Despite your love of music, it's important to realize that not everyone shares your enthusiasm for performance art. Some people march to a different drummer. (pardon the pun).
Case in point.........
I developed an interest in playing a band instrument in the fourth grade after seeing the local high school band perform at my elementary school. Unfortunately, the only instrument my folks could afford was the clarinet my mother played 15 years earlier in the University of Dayton Marching Band that resided under her bed. The pads were as old and hard as a jalopy tire!
After three weeks of squeaking and squawking, my teacher (the same HS band director) wisely advided me to quit.
Being only eight years old, I emotionally recovered as soon as football season arrived.
The I started junior high........
I must have suffered from ADHD decades before the condition became a popular diagnosis, because my grades were horrible and I found myself in the principal's office for fighting on more than several occasions. Upon one unscheduled visit to the office, the same band director that started me on clarinet wandered into the office.
"fighting again?" he quipped. "Yup" I replied.
Then he uttered a phrase which changed my life.....
"Do you want to hit something that doesn't hit back? "
I left the office under his "custody" and started a very successful journey as the school's bass drummer. I must admit that; during a fews rough days, I broke more than my share of head and mallets. Miraculously though, he didn't seem to mind. My grades improved and the office visits for fighting disappeared.

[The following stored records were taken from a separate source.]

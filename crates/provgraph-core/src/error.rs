// Error taxonomy for the manifest engine

use std::io;

use provgraph_crypto::CryptoError;
use serde::{Deserialize, Serialize};

use crate::model::ManifestId;

pub type Result<T> = std::result::Result<T, Error>;

/// Broad class of a failure, used to tell "absent" apart from "corrupt".
#[derive(Debug, Clone, Copy, PartialEq, Eq, Hash, Serialize, Deserialize)]
#[serde(rename_all = "lowercase")]
pub enum ErrorClass {
    /// Bad caller input; nothing was written
    Input,
    /// Content does not match its hash, signature or log proof
    Integrity,
    /// A manifest id does not resolve or cannot be linked
    Reference,
    /// Backend failure, possibly transient
    Storage,
}

#[derive(Debug, thiserror::Error)]
pub enum Error {
    #[error("Manifest must contain at least one ingredient")]
    EmptyIngredientSet,

    #[error("Duplicate ingredient name: '{0}'")]
    DuplicateIngredientName(String),

    #[error("Invalid manifest id '{0}' (expected urn:provgraph:sha256:<64 hex>)")]
    InvalidManifestId(String),

    #[error("Invalid configuration: {0}")]
    InvalidConfig(String),

    #[error(transparent)]
    Crypto(#[from] CryptoError),

    #[error("Manifest id mismatch: declared {declared}, computed {computed}")]
    IdMismatch {
        declared: ManifestId,
        computed: ManifestId,
    },

    #[error("Unknown manifest: {0}")]
    UnknownManifest(ManifestId),

    #[error("Manifest {0} cannot link to itself")]
    SelfLink(ManifestId),

    #[error("Manifest {source_id} already links to {target_id}")]
    DuplicateLink {
        source_id: ManifestId,
        target_id: ManifestId,
    },

    #[error("Encoding failed: {0}")]
    Encoding(String),

    #[error(transparent)]
    Storage(#[from] StorageError),
}

impl Error {
    pub fn class(&self) -> ErrorClass {
        match self {
            Error::EmptyIngredientSet
            | Error::DuplicateIngredientName(_)
            | Error::InvalidManifestId(_)
            | Error::InvalidConfig(_)
            | Error::Crypto(_)
            | Error::Encoding(_) => ErrorClass::Input,
            Error::IdMismatch { .. } => ErrorClass::Integrity,
            Error::UnknownManifest(_) | Error::SelfLink(_) | Error::DuplicateLink { .. } => {
                ErrorClass::Reference
            }
            Error::Storage(StorageError::NotFound(_)) => ErrorClass::Reference,
            Error::Storage(StorageError::IntegrityViolation(_)) => ErrorClass::Integrity,
            Error::Storage(_) => ErrorClass::Storage,
        }
    }

    pub fn is_not_found(&self) -> bool {
        matches!(
            self,
            Error::UnknownManifest(_) | Error::Storage(StorageError::NotFound(_))
        )
    }

    /// Turns a backend "not found" for `id` into the caller-facing reference error.
    pub(crate) fn into_unknown(self, id: &ManifestId) -> Error {
        if self.is_not_found() {
            Error::UnknownManifest(id.clone())
        } else {
            self
        }
    }
}

/// Failures reported by storage backends.
#[derive(Debug, thiserror::Error)]
pub enum StorageError {
    #[error("Manifest not found: {0}")]
    NotFound(ManifestId),

    #[error("Integrity violation: {0}")]
    IntegrityViolation(String),

    #[error("Transient storage failure: {0}")]
    Transient(String),

    #[error("Storage rejected request (HTTP {status}): {message}")]
    Rejected { status: u16, message: String },

    #[error("Permission denied: {0}")]
    PermissionDenied(String),

    #[error("I/O error on {context}: {source}")]
    Io {
        context: String,
        #[source]
        source: io::Error,
    },

    #[error("Corrupt stored manifest at {location}: {detail}")]
    Corrupt { location: String, detail: String },
}

impl StorageError {
    /// Transient failures may succeed on retry; everything else is final.
    pub fn is_transient(&self) -> bool {
        matches!(self, StorageError::Transient(_))
    }

    /// Maps an I/O error on `context`, surfacing permission problems distinctly.
    pub fn io(context: impl Into<String>, source: io::Error) -> Self {
        let context = context.into();
        match source.kind() {
            io::ErrorKind::PermissionDenied => StorageError::PermissionDenied(context),
            _ => StorageError::Io { context, source },
        }
    }
}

Eventually, I ended up becoming a band director with a unique perspective on knowing when to hold em and when to fold em.
My advice? Don't force a student to keep playing an instrument if they have totally lost interest. If they are destined to be a musician later on, trust me, they will find you. There is an old Buddhist saying that goes, "When the student is ready, the teacher will appear"".
Many parents are trying to live their thwarted dreams of becoming a successful musician vicariously through their children when their kids resonate more with sports, dance, or visual arts.
After a heartfelt discussion with a student, learn when to hold 'em and when to fold em when advising the parents on the future of music lessons.
As for me, if I had been forced to continue making horrendous sounds on my mom's beat-up clarinet, I am certain that a successful career in music education have never been my destiny.
Because of my own past, I tend to guide self -motivated students rather than encourage parents to force music students to "stick" with an instrument in which they have clearly have lost interest.
Just be ready to embrace those same students when they return with renewed interest!
Good gigging!
Larry Marra
www.musicteachers911.com
1 comment:
A great story, thanks for sharing!
For me there's a slightly different moral to the tale though: That it takes a bit of time and experimentation for a student to find the instrument that best suits them.
I'd certainly agree that forcing a child to stick with an instrument chosen by their parents or by the child's instinctive selection will do them no favours. But perhaps simply backing off and hoping they come back to music is a bit too cautious - instead, maybe it should be assumed that a child's first instrument will only last them a month or two, and it will take trialling a few before they find a good match for their character, taste and ability.